- Portrait photograph of Güssow (date unknown)
- Born: 1879 Breslau
- Died: 1961 (aged 81–82) Vancouver
- Occupation: Plant pathologist

= Hans Theodor Güssow =

Hans Theodor Güssow (1879–1961) was a Canadian plant pathologist. Güssow was born in Breslau, Germany (today known as Wrocław, part of Poland) and educated at universities in Breslau, Leipzig and Berlin. In 1903 he moved to the UK to work as an assistant to William Carruthers who was the botanist for the Royal Agricultural Society. He later emigrated to Canada after being appointed Dominion botanist by Sydney Arthur Fisher. World War I had a "devastating effect" on Güssow's life.
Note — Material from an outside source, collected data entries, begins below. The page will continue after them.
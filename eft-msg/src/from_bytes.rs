use eft_common::Cursor;

/// Trait for converting a sequence of bytes into some data structure
pub trait TryFromBytes<A: AsRef<[u8]>>: Sized {
  /// Error type yielded if conversion fails
  type Error;

  /// Try to convert from some sequence of bytes `A`
  /// into `Self`
  fn try_from_bytes(bytes: A) -> Result<Self, Self::Error>;
}

/// Trait adding the ability for a _piece_ of a data structure to parse
/// itself by mutating a cursor over a byte buffer.
pub(crate) trait TryConsumeBytes<A: AsRef<[u8]>>: Sized {
  /// Error type yielded if conversion fails
  type Error;

  /// Try to convert from some sequence of bytes `A`
  /// into `Self`
  fn try_consume_bytes(bytes: &mut Cursor<A>) -> Result<Self, Self::Error>;
}
use eft_msg::{Code, CodeKind, Id, Token, TryIntoBytes, Type};
use embedded_time::Clock;
use no_std_net::SocketAddr;
use std_alloc::vec::Vec;

use crate::config::Config;
use crate::net::{Addrd, Socket};
use crate::platform::{self, Dgram, Effect, PlatformTypes, Snapshot};
use crate::req::Req;
use crate::resp::{code, Resp};
use crate::server::{Handler, Interceptor, Resources};
use crate::step::{self, Step};
use eft_common::Stem;

/// Errors that can occur while running the core
pub mod error;
pub use error::Error;

use crate::step::{ack, block, dedup, parse, provision_ids, reset, retry, Empty};
use embedded_time::duration::Milliseconds;

/// The canonical step chain driven by [`Core`]: parse, stamp ids,
/// police unsolicited traffic, ack separate responses, retransmit &
/// time out transactions, deduplicate requests, orchestrate block-wise
/// transfer.
pub type Runtime<P> =
  block::Block<P,
               dedup::alloc::Dedup<P,
                                   retry::alloc::Retry<P,
                                                       ack::Ack<reset::alloc::Reset<provision_ids::ProvisionIds<parse::Parse<Empty>>>>>>>;

/// Invoked exactly once per transaction started with
/// [`Core::send_req`] (or [`Core::ping`]): either with the response,
/// or with the reason there will never be one.
///
/// Requests sent to a multicast address are the exception: their
/// handler may see several `Ok` responses before the terminal
/// [`Error::Timeout`].
pub type ResponseHandler<P> = fn(Result<Addrd<Resp<P>>, Error<P>>);

struct Pending<P: PlatformTypes> {
  handler: ResponseHandler<P>,
  dest: SocketAddr,
}

impl<P: PlatformTypes> Clone for Pending<P> {
  fn clone(&self) -> Self {
    Self { handler: self.handler,
           dest: self.dest }
  }
}

impl<P: PlatformTypes> Copy for Pending<P> {}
In a meeting between farmers and others he was referred to as "that German in Ottawa" and fellow plant pathologists petitioned the Minister of Agriculture to appoint a new Dominion botanist who could "command their confidence". He went on to become the first president of the Canadian Phytopathological Society in 1929. He was an advocate of the need to establish biosecurity regulations to prevent the spread of plant pests and diseases. He addressed international congresses in the Netherlands and New York in 1923 and 1926 respectively, which led to the International Plant Protection Conference held in Rome in 1929 at which 26 countries signed a new International Convention for the Protection of Plants.